After five years of fizzling through $6.2 million in venture funding, Sonoma Cider and its contract wine canning operation have abruptly been shut down by investors and have left numerous contract customers --large and small -- scrambling to recover their wine, figure out how to keep it on track, and get it to market.
The smaller the operation, the larger the potential damage with some fearing they may not survive.
According to the Sonoma Cider web site, the company was founded Jan 16, 2013 by a father/son team, David Cordtz, Robert Cordtz.
In addition to interviewing seven customers or others close to the business, Wine Industry Insight reached out for comment to David Cordtz and board member Bob Greenberg for comment but none was received by publication time.
Most customers refused to be interviewed on the record because of a gag clause in an agreement that allows them to reclaim their property from the shuttered business (more on that, below).
What's up for grabs?
According to a company insider the company is trying to sell:
- Two brands - Sonoma Cider and Ahoy Wines
- A retail taproom
- A warehouse in Healdsburg, and
- Two canning lines and associated production facility
"We didn't take any actions to prepare for this because we were told by management that they had enough money to go through the end of May," said Mike Williamson, Chief Operating Officer and Chief Financial Officer for Seattle-based Precept Wine whose Original House Wine line of canned wine was the largest customer.
Williamson was sanguine about events saying that, for them, "it's not the end of the world." He was confident that he would be able to "work well with existing management" and be able to use mobile canning lines and other contract facilities to stay on track."
Smaller customers said they were facing an "existential situation."
The March surprise: Simplified, budget version of bankruptcy
Instead of any sort of warning, customers were abruptly handed a "take-it, or leave-it" legal document -- "Termination and Mutual Release Agreement" -- which unilaterally broke the existing contract with customers.
Significantly, the document stated that the company had decided to "make a general assignment for the benefit of creditors under California Code of Civil Procedure Section 493.010".
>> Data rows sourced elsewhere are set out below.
//! Sequential Minimal Optimization (SMO) training session
//!
//! This implements the simplified SMO algorithm for binary SVM
//! classification: every sweep visits each example in order, and each KKT
//! violator is paired with a second example chosen uniformly at random.
//! Training runs one sweep per [`TrainingSession::step`] call so a caller
//! can interleave it with other work.

use crate::core::{KernelSpec, KernelType, Result, SVMError, SessionState, TrainingConfig};
use crate::kernel::matrix::kernel_matrix;
use crate::model::TrainedModel;
use log::{debug, info, warn};
use ndarray::{Array1, Array2, ArrayView1, ArrayView2, Axis};
use rand::rngs::StdRng;
use rand::{Rng, SeedableRng};

/// Bounds closer than this are treated as equal and the pair is skipped
const BOUND_EPSILON: f64 = f64::EPSILON;

/// Dense buffers owned by a session between setup and generate
#[derive(Debug, Clone)]
struct TrainingState {
    x: Array2<f64>,
    /// Labels mapped to +1 for the target category and -1 otherwise
    y: Array1<f64>,
    kernel_matrix: Array2<f64>,
    alpha: Array1<f64>,
    errors: Array1<f64>,
    b: f64,
}

impl TrainingState {
    /// E_k = f(x_k) - y_k with f(x_k) = b + Σ alpha_l y_l K[k, l]
    fn error(&self, k: usize) -> f64 {
        let row = self.kernel_matrix.row(k);
        let mut e = self.b;
        for l in 0..self.alpha.len() {
            e += self.alpha[l] * self.y[l] * row[l];
        }
        e - self.y[k]
    }
}

/// Training state for a single one-vs-rest binary classifier
///
/// The random source used for second-variable selection is owned by the
/// session; seed it for reproducible runs.
#[derive(Debug)]
pub struct TrainingSession<R: Rng = StdRng> {
    config: TrainingConfig,
    kernel: KernelSpec,
    rng: R,
    state: Option<TrainingState>,
    model: Option<TrainedModel>,
    iterations: usize,
    sweeps: usize,
}

impl TrainingSession<StdRng> {
    /// Create a session whose random source is seeded from entropy
    pub fn new() -> Self {
        Self::with_rng(StdRng::from_entropy())
    }

    /// Create a session with a fixed seed for reproducible training
    pub fn with_seed(seed: u64) -> Self {
        Self::with_rng(StdRng::seed_from_u64(seed))
    }

    /// Create a session seeded from `config.seed`, or from entropy when absent
    pub fn from_config_seed(seed: Option<u64>) -> Self {
        match seed {
            Some(seed) => Self::with_seed(seed),
            None => Self::new(),
        }
    }
}

impl Default for TrainingSession<StdRng> {
    fn default() -> Self {
        Self::new()
    }
}

impl<R: Rng> TrainingSession<R> {
    /// Create a session drawing from an injected random source
    pub fn with_rng(rng: R) -> Self {
        Self {
            config: TrainingConfig::default(),
            kernel: KernelSpec::default(),
            rng,
            state: None,
            model: None,
            iterations: 0,
            sweeps: 0,
        }
    }

    /// Load training data and precompute the kernel matrix
    ///
    /// `x` holds one example per row and `y` the raw category code of each
    /// example. Both are copied. Labels equal to `config.category` map to +1,
    /// everything else to -1. Any previous training state or generated model
    /// is discarded.
    pub fn setup(
        &mut self,
        x: &ArrayView2<f64>,
        y: &[i32],
        kernel: KernelSpec,
        config: TrainingConfig,
    ) -> Result<()> {
        self.free();

        config.validate()?;
        kernel.validate()?;

        let (m, n) = x.dim();
        if m == 0 || n == 0 {
            return Err(SVMError::EmptyDataset);
        }
        if y.len() != m {
            return Err(SVMError::DimensionMismatch {
                expected: m,
                actual: y.len(),
            });
        }
        if m < 2 {
            return Err(SVMError::InvalidDataset(
                "Training requires at least 2 examples".to_string(),
            ));
        }
        if x.iter().any(|v| !v.is_finite()) {
            return Err(SVMError::InvalidDataset(
                "Features must be finite".to_string(),
            ));
        }

        let labels: Array1<f64> = y
            .iter()
            .map(|&label| if label == config.category { 1.0 } else { -1.0 })
            .collect();

        let positives = labels.iter().filter(|&&l| l > 0.0).count();
        if positives == 0 {
            warn!(
                "Category {} does not occur in the labels, every example is negative",
                config.category
            );
        }

        let x = x.to_owned();
        let kernel_matrix = kernel_matrix(&x.view(), &kernel);

        info!(
            "Setup: {m} examples, {n} features, {positives} positive for category {}, {} kernel {:?}",
            config.category, kernel.kind, kernel.params
        );

        self.state = Some(TrainingState {
            x,
            y: labels,
            kernel_matrix,
            alpha: Array1::zeros(m),
            errors: Array1::zeros(m),
            b: 0.0,
        });
        self.kernel = kernel;
        self.config = config;
        self.iterations = 0;
        self.sweeps = 0;

        Ok(())
    }

    /// Run one optimization sweep over all examples
    ///
    /// Returns `true` once `max_passes` sweeps without any alpha change have
    /// accumulated. Those sweeps need not be consecutive. Once done, further
    /// calls return `true` without doing any work.
    pub fn step(&mut self) -> Result<bool> {
        if self.iterations >= self.config.max_passes || self.model.is_some() {
            return Ok(true);
        }

        let state = self
            .state
            .as_mut()
            .ok_or(SVMError::SessionNotInitialized)?;

        let c = self.config.c;
        let tol = self.config.tolerance;
        let m = state.y.len();
        let mut changed = 0usize;

        for i in 0..m {
            let e_i = state.error(i);
            state.errors[i] = e_i;

            let y_i = state.y[i];
            let r_i = y_i * e_i;
            if !((r_i < -tol && state.alpha[i] < c) || (r_i > tol && state.alpha[i] > 0.0)) {
                continue;
            }

            // Uniform over every index except i
            let mut j = self.rng.gen_range(0..m - 1);
            if j >= i {
                j += 1;
            }

            let e_j = state.error(j);
            state.errors[j] = e_j;

            let y_j = state.y[j];
            let alpha_i_old = state.alpha[i];
            let alpha_j_old = state.alpha[j];

            let (low, high) = if y_i == y_j {
                (
                    (alpha_j_old + alpha_i_old - c).max(0.0),
                    (alpha_j_old + alpha_i_old).min(c),
                )
            } else {
                (
                    (alpha_j_old - alpha_i_old).max(0.0),
                    (c + alpha_j_old - alpha_i_old).min(c),
                )
            };

            if (low - high).abs() <= BOUND_EPSILON {
                continue;
            }

            let k_ij = state.kernel_matrix[[j, i]];
            let k_ii = state.kernel_matrix[[i, i]];
            let k_jj = state.kernel_matrix[[j, j]];

            let eta = 2.0 * k_ij - k_ii - k_jj;
            if eta >= 0.0 {
                continue;
            }

            let alpha_j = (alpha_j_old - y_j * (e_i - e_j) / eta).min(high).max(low);

            if (alpha_j - alpha_j_old).abs() < tol {
                continue;
            }

            // Exact in real arithmetic, clamped to absorb rounding at the box edges
            let alpha_i = (alpha_i_old + y_i * y_j * (alpha_j_old - alpha_j)).clamp(0.0, c);
            state.alpha[j] = alpha_j;
            state.alpha[i] = alpha_i;

            let delta_i = y_i * (alpha_i - alpha_i_old);
            let delta_j = y_j * (alpha_j - alpha_j_old);
            let b1 = state.b - e_i - delta_i * k_ij - delta_j * k_ij;
            let b2 = state.b - e_j - delta_i * k_ij - delta_j * k_jj;

            state.b = if 0.0 < alpha_i && alpha_i < c {
                b1
            } else if 0.0 < alpha_j && alpha_j < c {
                b2
            } else {
                (b1 + b2) / 2.0
            };

            changed += 1;
        }

        self.sweeps += 1;
        if changed == 0 {
            self.iterations += 1;
        }

        debug!(
            "Sweep {}: {changed} pairs changed, {}/{} passes without change, b = {:.6}",
            self.sweeps, self.iterations, self.config.max_passes, state.b
        );

        Ok(self.iterations >= self.config.max_passes)
    }

    /// Compact the training state into a trained model
    ///
    /// Support vectors are the examples whose alpha is nonzero. All training
    /// buffers are released. Calling this again returns the same model.
    pub fn generate(&mut self) -> Result<&TrainedModel> {
        if let Some(state) = self.state.take() {
            let model = self.build_model(state);
            self.model = Some(model);
        }

        self.model.as_ref().ok_or(SVMError::SessionNotInitialized)
    }

    fn build_model(&self, state: TrainingState) -> TrainedModel {
        let support: Vec<usize> = state
            .alpha
            .iter()
            .enumerate()
            .filter(|(_, &a)| a.abs() > 0.0)
            .map(|(i, _)| i)
            .collect();

        if support.is_empty() {
            warn!(
                "Category {}: no support vectors, model predicts the bias only",
                self.config.category
            );
        }

        let model_x = state.x.select(Axis(0), &support);
        let model_y = state.y.select(Axis(0), &support);
        let alpha = state.alpha.select(Axis(0), &support);

        // W = Xᵗ (alpha ⊙ y), only used by the linear fast path
        let w = if self.kernel.kind == KernelType::Linear {
            let weights = &state.alpha * &state.y;
            state.x.t().dot(&weights)
        } else {
            Array1::zeros(0)
        };

        info!(
            "Generate: category {}, {} support vectors, b = {:.6}, {} passes",
            self.config.category,
            support.len(),
            state.b,
            self.iterations
        );

        TrainedModel {
            model_x,
            model_y,
            kernel_type: self.kernel.kind,
            kernel_param: self.kernel.params.clone(),
            alpha,
            w,
            b: state.b,
            c: self.config.c,
            tolerance: self.config.tolerance,
            category: self.config.category,
            passes: self.iterations,
            iterations: self.iterations,
            max_iterations: self.config.max_passes,
            trained: true,
        }
    }

    /// Setup, step until done, then generate
    pub fn train(
        &mut self,
        x: &ArrayView2<f64>,
        y: &[i32],
        kernel: KernelSpec,
        config: TrainingConfig,
    ) -> Result<&TrainedModel> {
        self.setup(x, y, kernel, config)?;
        while !self.step()? {}
        self.generate()
    }

    /// Release all training buffers and any generated model
    pub fn free(&mut self) {
        self.state = None;
        self.model = None;
        self.iterations = 0;
        self.sweeps = 0;
    }

    /// Current lifecycle state
    pub fn state(&self) -> SessionState {
        match (&self.state, &self.model) {
            (_, Some(_)) => SessionState::Trained,
            (Some(_), None) if self.sweeps == 0 => SessionState::Ready,
            (Some(_), None) => SessionState::Training,
            (None, None) => SessionState::Uninitialized,
        }
    }

    /// Accumulated number of sweeps that changed no alpha
    pub fn iterations(&self) -> usize {
        self.iterations
    }

    /// Number of no-change sweeps after which training halts
    pub fn max_iterations(&self) -> usize {
        self.config.max_passes
    }

    /// Total number of sweeps run since setup
    pub fn sweeps(&self) -> usize {
        self.sweeps
    }

    /// Target category of this session
    pub fn category(&self) -> i32 {
        self.config.category
    }

    /// Current dual variables, while training
    pub fn alpha(&self) -> Option<ArrayView1<'_, f64>> {
        self.state.as_ref().map(|s| s.alpha.view())
    }

    /// Current bias, while training
    pub fn bias(&self) -> Option<f64> {
        self.state.as_ref().map(|s| s.b)
    }

    /// The generated model, if any
    pub fn model(&self) -> Option<&TrainedModel> {
        self.model.as_ref()
    }

    /// Take ownership of the generated model
    pub fn into_model(self) -> Option<TrainedModel> {
        self.model
    }

    #[cfg(test)]
    pub(crate) fn mapped_labels(&self) -> Option<ArrayView1<'_, f64>> {
        self.state.as_ref().map(|s| s.y.view())
    }

    #[cfg(test)]
    pub(crate) fn kernel_matrix(&self) -> Option<ArrayView2<'_, f64>> {
        self.state.as_ref().map(|s| s.kernel_matrix.view())
    }

    #[cfg(test)]
    pub(crate) fn error_cache(&self) -> Option<ArrayView1<'_, f64>> {
        self.state.as_ref().map(|s| s.errors.view())
    }
}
Known simply as an "ABC," an Assignment for the Benefit of Creditors is a quick, fast, cheap alternative to filing for bankruptcy in federal court. The American Bar Association considers it an "Effective Tool for Acquiring and Winding Up Distressed Businesses."
However, the process is entirely directed by the filing company and leaves creditors -- and in this case, customers -- in the lurch and potentially in the hole for tens to hundreds of thousands of dollars of wine while they scramble for alternative ways to get their product to market. The ABC, in this case, has left wine uncanned and canned wine unlabeled.
ABC's not unknown in wine industry
Wine Industry Insight has covered ABC's in the past and has found widespread and intense, bitterness, anger and frustration. This was especially vicious in the Crushpad Asset Sale in 2012. Other cases include:
These were also bitterly contested but neither had the widespread bad publicity of the Crushpad debacle.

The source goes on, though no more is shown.